Saved data entries
--------------------------------------------------
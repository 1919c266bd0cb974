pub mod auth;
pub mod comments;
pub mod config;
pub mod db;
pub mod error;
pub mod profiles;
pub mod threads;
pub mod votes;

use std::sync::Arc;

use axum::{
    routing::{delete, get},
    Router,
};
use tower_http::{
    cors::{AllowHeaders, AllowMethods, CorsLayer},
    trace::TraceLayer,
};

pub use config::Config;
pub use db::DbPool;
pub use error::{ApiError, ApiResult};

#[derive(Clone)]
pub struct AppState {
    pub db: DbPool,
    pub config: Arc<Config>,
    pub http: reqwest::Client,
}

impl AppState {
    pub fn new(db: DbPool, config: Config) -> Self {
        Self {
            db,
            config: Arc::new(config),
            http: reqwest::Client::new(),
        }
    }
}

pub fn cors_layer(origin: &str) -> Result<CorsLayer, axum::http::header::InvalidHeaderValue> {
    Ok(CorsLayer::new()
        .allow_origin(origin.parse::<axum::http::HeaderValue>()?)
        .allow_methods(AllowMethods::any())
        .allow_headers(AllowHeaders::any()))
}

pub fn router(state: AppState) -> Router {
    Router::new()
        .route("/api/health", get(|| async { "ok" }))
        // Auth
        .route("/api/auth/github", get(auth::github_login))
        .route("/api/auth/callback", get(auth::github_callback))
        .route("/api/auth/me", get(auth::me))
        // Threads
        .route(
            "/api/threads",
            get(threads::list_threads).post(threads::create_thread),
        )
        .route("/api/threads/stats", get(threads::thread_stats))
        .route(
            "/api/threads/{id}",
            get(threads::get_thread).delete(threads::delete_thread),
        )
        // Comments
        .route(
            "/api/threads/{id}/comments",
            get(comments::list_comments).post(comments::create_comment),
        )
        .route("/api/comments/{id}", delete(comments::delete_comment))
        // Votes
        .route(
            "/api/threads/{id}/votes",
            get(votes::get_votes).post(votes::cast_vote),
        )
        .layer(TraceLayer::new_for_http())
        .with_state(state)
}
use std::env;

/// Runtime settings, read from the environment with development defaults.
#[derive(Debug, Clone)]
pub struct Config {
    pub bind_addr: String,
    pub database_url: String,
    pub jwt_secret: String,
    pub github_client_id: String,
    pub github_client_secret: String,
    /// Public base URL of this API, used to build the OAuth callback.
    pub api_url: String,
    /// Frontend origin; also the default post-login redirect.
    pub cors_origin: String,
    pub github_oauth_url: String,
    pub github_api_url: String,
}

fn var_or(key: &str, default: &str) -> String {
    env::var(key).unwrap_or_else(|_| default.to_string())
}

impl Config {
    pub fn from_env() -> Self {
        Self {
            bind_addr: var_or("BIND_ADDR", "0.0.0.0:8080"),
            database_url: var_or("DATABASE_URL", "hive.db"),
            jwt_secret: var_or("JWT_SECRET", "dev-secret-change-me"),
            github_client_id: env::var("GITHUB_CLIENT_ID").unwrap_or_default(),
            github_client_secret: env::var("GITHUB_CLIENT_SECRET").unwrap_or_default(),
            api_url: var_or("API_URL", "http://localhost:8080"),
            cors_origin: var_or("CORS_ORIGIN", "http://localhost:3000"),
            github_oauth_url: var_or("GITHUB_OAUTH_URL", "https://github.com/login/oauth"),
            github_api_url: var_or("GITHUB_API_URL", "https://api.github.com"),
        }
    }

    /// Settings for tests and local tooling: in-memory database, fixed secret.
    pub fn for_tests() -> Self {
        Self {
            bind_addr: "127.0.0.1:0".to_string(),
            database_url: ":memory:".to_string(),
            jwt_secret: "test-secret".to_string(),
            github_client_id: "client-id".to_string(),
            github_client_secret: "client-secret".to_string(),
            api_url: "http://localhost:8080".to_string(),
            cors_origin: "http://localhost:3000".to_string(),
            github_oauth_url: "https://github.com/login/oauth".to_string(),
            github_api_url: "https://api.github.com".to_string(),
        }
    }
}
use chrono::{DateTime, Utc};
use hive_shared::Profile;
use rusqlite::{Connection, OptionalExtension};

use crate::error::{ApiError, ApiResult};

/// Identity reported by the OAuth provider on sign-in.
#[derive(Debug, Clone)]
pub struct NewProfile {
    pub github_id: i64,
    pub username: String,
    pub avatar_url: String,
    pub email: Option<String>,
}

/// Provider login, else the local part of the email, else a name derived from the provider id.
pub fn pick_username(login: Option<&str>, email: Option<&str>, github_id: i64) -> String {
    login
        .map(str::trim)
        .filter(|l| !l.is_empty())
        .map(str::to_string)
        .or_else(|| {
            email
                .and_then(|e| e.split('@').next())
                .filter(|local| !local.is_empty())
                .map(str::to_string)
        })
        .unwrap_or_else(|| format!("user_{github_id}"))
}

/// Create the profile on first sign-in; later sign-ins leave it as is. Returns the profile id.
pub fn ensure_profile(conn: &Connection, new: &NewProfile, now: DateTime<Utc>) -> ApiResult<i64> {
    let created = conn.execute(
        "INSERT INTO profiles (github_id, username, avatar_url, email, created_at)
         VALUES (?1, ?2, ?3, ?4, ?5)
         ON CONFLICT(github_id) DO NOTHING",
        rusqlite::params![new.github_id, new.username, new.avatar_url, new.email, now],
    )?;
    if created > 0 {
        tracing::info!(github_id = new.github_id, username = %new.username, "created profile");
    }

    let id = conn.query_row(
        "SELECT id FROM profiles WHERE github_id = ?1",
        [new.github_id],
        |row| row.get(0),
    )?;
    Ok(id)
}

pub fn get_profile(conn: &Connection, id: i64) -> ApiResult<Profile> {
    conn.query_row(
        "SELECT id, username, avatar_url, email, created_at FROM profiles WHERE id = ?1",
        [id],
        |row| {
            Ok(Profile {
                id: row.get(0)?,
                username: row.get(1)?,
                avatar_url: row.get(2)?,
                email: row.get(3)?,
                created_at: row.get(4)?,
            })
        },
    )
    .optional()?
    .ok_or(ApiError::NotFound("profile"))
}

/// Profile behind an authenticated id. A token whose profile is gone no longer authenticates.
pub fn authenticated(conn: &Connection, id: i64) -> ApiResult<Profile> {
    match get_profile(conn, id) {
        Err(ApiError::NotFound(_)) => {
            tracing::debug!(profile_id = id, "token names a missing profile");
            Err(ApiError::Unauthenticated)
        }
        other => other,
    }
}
--------------------------------------------------
▸ **What is expected**:
Copy out the lines above that hold the string "post".

▸ **Your solution**:
            get(threads::list_threads).post(threads::create_thread),
            get(comments::list_comments).post(comments::create_comment),
            get(votes::get_votes).post(votes::cast_vote),
    /// Frontend origin; also the default post-login redirect.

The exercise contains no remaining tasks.